Book coverAs you might know, gentle reader, I sometimes take my children to the Nature Center here in Springfield, so I’m familiar with some of the locations mentioned in the book. And, in a Springfieldian turn of events, my beautiful wife nows the author: his wife taught algebra and his child played in the band with her. So I’d better not go too hard on the fellow as it might stifle our social life.

The book doesn’t have a date on it, but it’s right about in the 1985-1995 era. It uses a monospace font and lots of clip art which puts it in the early days of PC-based desktop publishing (as opposed to X-acto knives and rubber cement desktop publishing, both of which I participated in with my chapbooks).

At any rate, the first poems in the book made me think I’d picked up another winner. They feature, directly, locations at the Nature Center that I could visualize, probably helping because I’d been there, and the poems throughout the book are shot through with mindfulness/Buddhist themes of stillness and just being with the universe.

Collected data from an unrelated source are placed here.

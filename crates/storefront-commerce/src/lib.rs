//! Domain types and logic for a mock e-commerce storefront.
//!
//! Everything runs in memory against a generated catalog:
//!
//! - **Catalog**: category dictionaries, the mock catalog generator, product lookup
//! - **Search**: text/category filters, price sorting, paging, home shelves
//! - **Cart**: items with selection flags, quantity rules, subtotal and shipping
//! - **Checkout**: Shipping → Payment → Review → Confirmed state machine
//! - **Session**: cart, wishlist and order history with change subscriptions
//! - **Account**: profile edits and saved addresses with a single default
//! - **Routes** and the **Support** center (notices, FAQ, inquiries, chat mock)
//!
//! # Example
//!
//! ```rust
//! use storefront_commerce::prelude::*;
//!
//! let catalog = Catalog::seeded(42);
//! let product = catalog.find(ProductId::new(1)).unwrap();
//!
//! let mut cart = Cart::new(Currency::KRW);
//! cart.add_product(product, 2).unwrap();
//!
//! let pricing = cart.pricing(default_shipping_fee(Currency::KRW)).unwrap();
//! println!("Total: {}", pricing.grand_total.display());
//!
//! let mut checkout = CheckoutFlow::enter(cart.checkout_handoff().ok(), pricing.shipping_fee);
//! checkout
//!     .set_shipping(ShippingInfo::new("Gildong Hong", "010-1234-5678", "Seoul"))
//!     .unwrap();
//! checkout.advance().unwrap();
//! checkout.advance().unwrap();
//! let order = checkout.submit(chrono::Utc::now()).unwrap();
//! assert_eq!(order.total(), pricing.grand_total);
//! ```

pub mod error;
pub mod ids;
pub mod money;

pub mod account;
pub mod cart;
pub mod catalog;
pub mod checkout;
pub mod routes;
pub mod search;
pub mod session;
pub mod support;

pub use error::CommerceError;
pub use ids::*;
pub use money::{Currency, Money};

/// Prelude for convenient imports.
pub mod prelude {
    pub use crate::error::CommerceError;
    pub use crate::ids::*;
    pub use crate::money::{Currency, Money};

    // Catalog
    pub use crate::catalog::{
        Catalog, CatalogDictionary, CatalogGenerator, CatalogProvider, Category,
        CategoryDictionary, PriceRange, Product, Rating,
    };

    // Search
    pub use crate::search::{
        filter_by_category, filter_by_text, home_shelves, page_window, CategoryShelf, Filter,
        Pagination, SearchQuery, SearchResults, SortOption,
    };

    // Cart
    pub use crate::cart::{coerce_quantity, default_shipping_fee, Cart, CartItem, CartPricing};

    // Checkout
    pub use crate::checkout::{
        CheckoutFlow, CheckoutHandoff, CheckoutStep, ConfirmedOrder, OrderDraft, PaymentMethod,
        ShippingInfo,
    };

    // Session, routes, account, support
    pub use crate::account::{
        AccountProfile, AccountSummary, AddressBook, AddressEntry, MembershipLevel,
        ProfileUpdate, SavedAddress,
    };
    pub use crate::routes::Route;
    pub use crate::session::{SessionEvent, SessionStore};
    pub use crate::support::{
        faqs, notices, ChatMessage, ChatSender, ChatSession, ChatStatus, Faq, Inquiry, Notice,
    };
}
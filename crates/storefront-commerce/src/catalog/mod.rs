//! Product catalog module.
//!
//! Contains the category dictionaries, product records, the mock catalog
//! generator and the read-only catalog provider.

mod category;
mod generator;
pub(crate) mod product;
mod provider;

pub use category::{CatalogDictionary, Category, CategoryDictionary, PriceRange};
pub use generator::{
    CatalogGenerator, CREATED_WITHIN_DAYS, DISCOUNT_PERCENT_RANGE, DISCOUNT_PROBABILITY,
    NEW_PRODUCT_PROBABILITY, STOCK_RANGE,
};
pub use product::{Product, Rating};
pub use provider::{Catalog, CatalogProvider};
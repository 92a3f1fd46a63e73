//! Order command: cart, checkout and confirmation in one run.

use anyhow::{bail, Context as _, Result};
use chrono::Utc;
use dialoguer::{Confirm, Input};
use serde_json::json;
use storefront_commerce::account::{AccountProfile, AddressBook};
use storefront_commerce::cart::coerce_quantity;
use storefront_commerce::catalog::CatalogProvider;
use storefront_commerce::checkout::{CheckoutFlow, PaymentMethod, ShippingInfo};
use storefront_commerce::session::SessionStore;
use storefront_commerce::ProductId;

use super::OrderArgs;
use crate::context::Context;

const TOTAL_STEPS: usize = 4;

/// Run the order command.
pub fn run(args: OrderArgs, ctx: &Context) -> Result<()> {
    let items = args
        .items
        .iter()
        .map(|raw| parse_item(raw))
        .collect::<Result<Vec<_>>>()?;
    let payment: PaymentMethod = args.payment.parse()?;

    let catalog = ctx.catalog()?;
    let shipping_fee = ctx.shipping_fee()?;
    let mut session = SessionStore::new(ctx.currency()?);

    // Cart
    for (id, quantity) in &items {
        let product = catalog.find(*id)?;
        session.update_cart(|cart| cart.add_product(product, *quantity))?;
    }
    let pricing = session.cart().pricing(shipping_fee)?;
    ctx.output.step(1, TOTAL_STEPS, "Cart");
    for item in &session.cart().items {
        ctx.output.list_item(&format!(
            "{} x{} = {}",
            item.name,
            item.quantity,
            item.line_total()?.display()
        ));
    }
    ctx.output.kv("Subtotal", &pricing.selected_subtotal.display());

    let mut flow = CheckoutFlow::enter(Some(session.cart().checkout_handoff()?), shipping_fee);

    // Shipping
    ctx.output.step(2, TOTAL_STEPS, flow.step.display_name());
    let saved = if args.saved_address {
        AddressBook::demo().default_shipping().unwrap_or_default()
    } else {
        ShippingInfo::default()
    };
    let mut shipping = ShippingInfo::new(
        field(args.name.or(Some(saved.name)), "Recipient name", ctx)?,
        field(args.phone.or(Some(saved.phone)), "Phone", ctx)?,
        field(args.address.or(Some(saved.address)), "Address", ctx)?,
    );
    if let Some(message) = args.message {
        shipping = shipping.with_message(message);
    }
    flow.set_shipping(shipping)?;
    flow.advance()?;

    // Payment
    ctx.output.step(3, TOTAL_STEPS, flow.step.display_name());
    flow.set_payment_method(payment)?;
    ctx.output.kv("Method", payment.display_name());
    flow.advance()?;

    // Review
    ctx.output.step(4, TOTAL_STEPS, flow.step.display_name());
    let draft = flow.draft()?;
    ctx.output.kv("Items", &draft.item_count().to_string());
    ctx.output.kv("Subtotal", &draft.subtotal.display());
    ctx.output.kv("Shipping", &draft.shipping_fee.display());
    ctx.output.kv("Total", &draft.total.display());

    if !args.yes {
        if ctx.output.is_json() {
            bail!("Use --yes to place orders in JSON mode");
        }
        ctx.output.info("");
        let confirmed = Confirm::new()
            .with_prompt(format!("Place order for {}?", draft.total.display()))
            .default(true)
            .interact()?;

        if !confirmed {
            ctx.output.warn("Order cancelled");
            return Ok(());
        }
    }

    let order = flow.submit(Utc::now())?;
    session.record_order(order.clone());
    let summary = AccountProfile::demo().summary(&session)?;

    if ctx.output.is_json() {
        ctx.output.json(&json!({
            "order": order,
            "account": summary,
        }));
        return Ok(());
    }

    ctx.output.success(&format!("Order {} confirmed", order.order_number));
    ctx.output.kv("Confirmed at", &order.confirmed_at.format("%Y-%m-%d %H:%M").to_string());
    ctx.output.kv("Ship to", &order.draft.shipping.address);
    if let Some(message) = &order.draft.shipping.message {
        ctx.output.kv("Message", message);
    }
    ctx.output.kv("Charged", &order.total().display());
    ctx.output.kv(
        "Orders this session",
        &summary.order_count.to_string(),
    );

    Ok(())
}

/// Parse `<id>` or `<id>:<quantity>`. Quantities are coerced the way the
/// cart's quantity input is.
fn parse_item(raw: &str) -> Result<(ProductId, u32)> {
    let (id, quantity) = match raw.split_once(':') {
        Some((id, quantity)) => (id, coerce_quantity(quantity)),
        None => (raw, 1),
    };
    let id = id
        .parse::<ProductId>()
        .with_context(|| format!("Invalid product id in item: {}", raw))?;
    Ok((id, quantity))
}

/// Use the flag value, or prompt for it interactively.
fn field(value: Option<String>, prompt: &str, ctx: &Context) -> Result<String> {
    if let Some(value) = value.filter(|v| !v.trim().is_empty()) {
        return Ok(value);
    }
    if ctx.output.is_json() {
        bail!("{} is required in JSON mode", prompt);
    }
    Ok(Input::<String>::new().with_prompt(prompt).interact_text()?)
}

#[cfg(test)]
mod tests {
    use super::*;

    #[test]
    fn test_parse_item() {
        assert_eq!(parse_item("61").unwrap(), (ProductId::new(61), 1));
        assert_eq!(parse_item("61:3").unwrap(), (ProductId::new(61), 3));
        assert_eq!(parse_item("61:0").unwrap(), (ProductId::new(61), 1));
        assert_eq!(parse_item("61:abc").unwrap(), (ProductId::new(61), 1));
        assert_eq!(parse_item("61:5000").unwrap(), (ProductId::new(61), 999));
        assert!(parse_item("x:2").is_err());
    }
}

However, later poems get more to the modern short line stacks that I don’t like at all. It’s hard to evoke with three syllables–even haiku have five (in their first and last lines and seven in the middle line, I know, gentle reader). But the haiku is trying to make but a moment for contemplation and not a longer poem. I might have to work out a mathematical formula for the minimum number of syllables in a line of poetry before I disapprove. It might be seven. Maybe six. Maybe a more complex algorithm where an average line length over the poem matters more. I dunno. At any rate, the later poems led me to re-read the ones at the beginning and kind of discount them as well.

So it’s okay in spots and thin and tepid in others. Kind of like this blog, come to think of it.